ARABIDOPSIS THRITHORAX-RELATED PROTEINS 5 (ATXR5) AND ATXR6 are required for the deposition of H3K27me1 and for maintaining genomic stability in Arabidopsis. Reduction of ATXR5/6 activity results in activation of DNA damage response genes, along with tissue-specific derepression of transposable elements, chromocenter decompaction, and genomic instability characterized by accumulation of excess DNA from heterochromatin. How loss of ATXR5/6 and H3K27me1 leads to these phenotypes remains unclear. Here we provide extensive characterization of the atxr5/6 hypomorphic mutant by comprehensively examining gene expression and epigenetic changes in the mutant. We found that the tissue-specific phenotypes of TE derepression and excessive DNA in this atxr5/6 mutant correlated with residual ATXR6 expression from the hypomorphic ATXR6 allele. However, upregulation of DNA damage genes occurred regardless of ATXR6 levels and thus appears to be a separable process.
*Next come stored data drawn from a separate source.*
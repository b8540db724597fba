//! ReceitaWS registry client.
//!
//! One synchronous GET per identifier against
//! `{base_url}/v1/cnpj/{id}/days/{days}`, with a bounded timeout and an
//! optional bearer token. Each call is independent and best-effort:
//! transport, status, and decode failures fold into an error record and
//! the caller moves on to the next identifier.
use std::time::Duration;

use reqwest::header::ACCEPT;
use serde::{Deserialize, Deserializer};
use thiserror::Error;

use crate::core::params::LookupParams;
use crate::types::{Cnpj, CompanyRecord, LookupRecord};

/// Public ReceitaWS endpoint.
pub const DEFAULT_BASE_URL: &str = "https://receitaws.com.br";

#[derive(Debug, Error)]
pub enum RegistryError {
    /// Non-success HTTP status. Renders as `HTTP {status}`, which is the
    /// exact string carried into the output's `Erro` column.
    #[error("HTTP {0}")]
    Status(u16),

    #[error("{0}")]
    Transport(#[from] reqwest::Error),
}

/// Wire format of a registry response. Every scalar is optional; list
/// fields default to empty.
#[derive(Debug, Clone, Default, Deserialize)]
pub struct RegistryResponse {
    #[serde(default)]
    pub cnpj: Option<String>,
    #[serde(default)]
    pub situacao: Option<String>,
    #[serde(default)]
    pub nome: Option<String>,
    #[serde(default)]
    pub fantasia: Option<String>,
    #[serde(default)]
    pub natureza_juridica: Option<String>,
    #[serde(default)]
    pub atividade_principal: Vec<Atividade>,
    #[serde(default)]
    pub tipo: Option<String>,
    #[serde(default)]
    pub uf: Option<String>,
    #[serde(default)]
    pub municipio: Option<String>,
    #[serde(default)]
    pub bairro: Option<String>,
    #[serde(default)]
    pub logradouro: Option<String>,
    #[serde(default)]
    pub numero: Option<String>,
    #[serde(default)]
    pub complemento: Option<String>,
    #[serde(default)]
    pub cep: Option<String>,
    #[serde(default)]
    pub telefone: Option<String>,
    #[serde(default)]
    pub email: Option<String>,
    #[serde(default)]
    pub porte: Option<String>,
    #[serde(default)]
    pub data_situacao: Option<String>,
    #[serde(default)]
    pub abertura: Option<String>,
    #[serde(default)]
    pub ultima_atualizacao: Option<String>,
    #[serde(default)]
    pub status: Option<String>,
    #[serde(default)]
    pub motivo_situacao: Option<String>,
    #[serde(default)]
    pub situacao_especial: Option<String>,
    #[serde(default)]
    pub data_situacao_especial: Option<String>,
    // The service has shipped this both as a string and as a bare number.
    #[serde(default, deserialize_with = "string_or_number")]
    pub capital_social: Option<String>,
    #[serde(default)]
    pub qsa: Vec<Socio>,
}

/// One activity entry from `atividade_principal`.
#[derive(Debug, Clone, Default, Deserialize)]
pub struct Atividade {
    #[serde(default)]
    pub code: Option<String>,
    #[serde(default)]
    pub text: Option<String>,
}

/// One partner entry from the QSA list.
#[derive(Debug, Clone, Default, Deserialize)]
pub struct Socio {
    #[serde(default)]
    pub nome: Option<String>,
    #[serde(default)]
    pub qual: Option<String>,
}

fn string_or_number<'de, D>(de: D) -> Result<Option<String>, D::Error>
where
    D: Deserializer<'de>,
{
    let value = Option::<serde_json::Value>::deserialize(de)?;
    Ok(value.and_then(|v| match v {
        serde_json::Value::String(s) => Some(s),
        serde_json::Value::Number(n) => Some(n.to_string()),
        serde_json::Value::Null => None,
        other => Some(other.to_string()),
    }))
}

impl RegistryResponse {
    /// Flatten the wire response into the output field set, taking the
    /// first element of each list field and discarding the rest.
    pub fn into_record(self) -> CompanyRecord {
        let atividade = self
            .atividade_principal
            .into_iter()
            .next()
            .unwrap_or_default();
        let socio = self.qsa.into_iter().next().unwrap_or_default();

        CompanyRecord {
            cnpj: self.cnpj,
            situacao: self.situacao,
            nome: self.nome,
            fantasia: self.fantasia,
            natureza_juridica: self.natureza_juridica,
            atividade_principal: atividade.text,
            atividade_principal_codigo: atividade.code,
            tipo: self.tipo,
            uf: self.uf,
            municipio: self.municipio,
            bairro: self.bairro,
            logradouro: self.logradouro,
            numero: self.numero,
            complemento: self.complemento,
            cep: self.cep,
            telefone: self.telefone,
            email: self.email,
            porte: self.porte,
            data_situacao: self.data_situacao,
            abertura: self.abertura,
            ultima_atualizacao: self.ultima_atualizacao,
            status: self.status,
            motivo_situacao: self.motivo_situacao,
            situacao_especial: self.situacao_especial,
            data_situacao_especial: self.data_situacao_especial,
            capital_social: self.capital_social,
            qsa_qualificacao: socio.qual,
            qsa_nome: socio.nome,
        }
    }
}

/// Blocking HTTP client for the registry.
pub struct RegistryClient {
    http: reqwest::blocking::Client,
    base_url: String,
    token: Option<String>,
    days: u32,
}

impl RegistryClient {
    pub fn new(params: &LookupParams) -> Result<Self, RegistryError> {
        let http = reqwest::blocking::Client::builder()
            .timeout(Duration::from_secs(params.timeout_secs))
            .build()?;

        Ok(Self {
            http,
            base_url: DEFAULT_BASE_URL.to_string(),
            token: params.resolved_token(),
            days: params.days,
        })
    }

    /// Point the client at a different host. Used by self-hosted
    /// ReceitaWS deployments.
    pub fn with_base_url(mut self, base_url: impl Into<String>) -> Self {
        self.base_url = base_url.into();
        self
    }

    pub fn has_token(&self) -> bool {
        self.token.is_some()
    }

    /// Look up one identifier. Never fails: any error becomes an error
    /// record for that identifier.
    pub fn lookup(&self, cnpj: &Cnpj) -> LookupRecord {
        match self.fetch(cnpj) {
            Ok(response) => LookupRecord::Company(Box::new(response.into_record())),
            Err(e) => LookupRecord::failed(cnpj.clone(), e.to_string()),
        }
    }

    fn fetch(&self, cnpj: &Cnpj) -> Result<RegistryResponse, RegistryError> {
        let url = format!("{}/v1/cnpj/{}/days/{}", self.base_url, cnpj, self.days);

        let mut request = self.http.get(&url).header(ACCEPT, "application/json");
        if let Some(token) = &self.token {
            request = request.bearer_auth(token);
        }

        let response = request.send()?;
        let status = response.status();
        if !status.is_success() {
            return Err(RegistryError::Status(status.as_u16()));
        }

        Ok(response.json()?)
    }
}

#[cfg(test)]
mod tests {
    use super::*;

    const ACTIVE_COMPANY: &str = r#"{
        "cnpj": "12.345.678/0001-95",
        "situacao": "ATIVA",
        "nome": "EMPRESA EXEMPLO LTDA",
        "fantasia": "EXEMPLO",
        "natureza_juridica": "206-2 - Sociedade Empresária Limitada",
        "atividade_principal": [
            {"code": "62.01-5-01", "text": "Desenvolvimento de programas de computador sob encomenda"},
            {"code": "62.02-3-00", "text": "Segunda atividade que deve ser descartada"}
        ],
        "tipo": "MATRIZ",
        "uf": "SP",
        "municipio": "SAO PAULO",
        "abertura": "01/01/2010",
        "capital_social": "100000.00",
        "qsa": [
            {"nome": "FULANO DE TAL", "qual": "49-Sócio-Administrador"},
            {"nome": "BELTRANO", "qual": "22-Sócio"}
        ]
    }"#;

    #[test]
    fn decodes_and_truncates_list_fields() {
        let response: RegistryResponse = serde_json::from_str(ACTIVE_COMPANY).unwrap();
        let record = response.into_record();

        assert_eq!(record.situacao.as_deref(), Some("ATIVA"));
        assert_eq!(record.nome.as_deref(), Some("EMPRESA EXEMPLO LTDA"));
        assert_eq!(
            record.atividade_principal.as_deref(),
            Some("Desenvolvimento de programas de computador sob encomenda")
        );
        assert_eq!(
            record.atividade_principal_codigo.as_deref(),
            Some("62.01-5-01")
        );
        assert_eq!(record.qsa_nome.as_deref(), Some("FULANO DE TAL"));
        assert_eq!(
            record.qsa_qualificacao.as_deref(),
            Some("49-Sócio-Administrador")
        );
        assert_eq!(record.capital_social.as_deref(), Some("100000.00"));
    }

    #[test]
    fn absent_fields_stay_unset() {
        let response: RegistryResponse = serde_json::from_str(r#"{"cnpj": "x"}"#).unwrap();
        let record = response.into_record();

        assert_eq!(record.cnpj.as_deref(), Some("x"));
        assert!(record.situacao.is_none());
        assert!(record.atividade_principal.is_none());
        assert!(record.qsa_nome.is_none());
    }

    #[test]
    fn numeric_capital_social_is_accepted() {
        let response: RegistryResponse =
            serde_json::from_str(r#"{"capital_social": 50000}"#).unwrap();
        assert_eq!(response.capital_social.as_deref(), Some("50000"));
    }

    #[test]
    fn service_error_body_decodes_into_status_fields() {
        let body = r#"{"status": "ERROR", "message": "CNPJ inválido"}"#;
        let response: RegistryResponse = serde_json::from_str(body).unwrap();
        let record = response.into_record();
        assert_eq!(record.status.as_deref(), Some("ERROR"));
    }

    #[test]
    fn status_error_renders_as_http_code() {
        assert_eq!(RegistryError::Status(500).to_string(), "HTTP 500");
        assert_eq!(RegistryError::Status(429).to_string(), "HTTP 429");
    }
}
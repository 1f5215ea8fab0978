//! The sending end of the framing: a big endian length header followed by the body.

use std::io;

use tokio::io::{AsyncWrite, AsyncWriteExt};

use crate::{LEN_TYPE_SIZE, LenType, MAX_FRAME_LEN, Serialize, frame_too_large};

/// The sending end handle of the communication.
pub struct WireSender<W>
where
    W: AsyncWrite + Unpin,
{
    tx: W,
    head: Vec<u8>,
}

impl<W: AsyncWrite + Unpin> WireSender<W> {
    /// Creates a new `WireSender` instance.
    ///
    /// # Arguments
    /// * `tx` - The underlying writer.
    pub(super) fn new(tx: W) -> Self {
        Self {
            tx,
            head: Vec::new(),
        }
    }

    /// Sends `msg` as a single frame.
    ///
    /// The serialized head is buffered, the tensor tail is written straight from the
    /// caller's memory.
    ///
    /// # Arguments
    /// * `msg` - A serializable object.
    ///
    /// # Returns
    /// An `io::Error` if writing fails or the frame is larger than `MAX_FRAME_LEN`.
    pub async fn send<'a, T: Serialize<'a>>(&mut self, msg: &'a T) -> io::Result<()> {
        let Self { head, tx } = self;

        head.clear();
        head.resize(LEN_TYPE_SIZE, 0);

        let tail = msg.serialize(head)?;
        let len = head.len() - LEN_TYPE_SIZE + tail.map_or(0, <[u8]>::len);
        if len > MAX_FRAME_LEN {
            return Err(frame_too_large(len));
        }

        head[..LEN_TYPE_SIZE].copy_from_slice(&(len as LenType).to_be_bytes());
        tx.write_all(head).await?;

        if let Some(tail) = tail {
            tx.write_all(tail).await?;
        }

        tx.flush().await
    }
}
We also isolated an atxr6 null allele which showed that ATXR5 and ATXR6 are required for female germline development. Finally, we characterize three previously reported suppressors of the hypomorphic atxr5/6 mutant and show that these rescue atxr5/6 via distinct mechanisms, two of which involve increasing H3K27me1 levels. Fresh nuclei isolated from two-week-old cotyledons grown on 1%MS under long day conditions were isolated as follows. Roughly 50 cotyledons were finely chopped with razor into 50 ul Partec nuclei extraction buffer (Sysmex America, 05-5002), and stained with 400 ul Partec nuclei staining buffer. Samples were filtered once through a 35um nylon mesh (Falcon, 352235) and subjected to fluorescent activated nuclei sorting. Nuclei were sorted from 2C, 4C, 8C and 16C peaks based on DAPI fluorescence. 50 nuclei from each peak were sorted into individual wells of a 96 well plate. Three to four replicates per ploidy/genotype were collected. Negative controls, with no nuclei sorted into a well, were included in every plate and carried through library preparation and sequencing.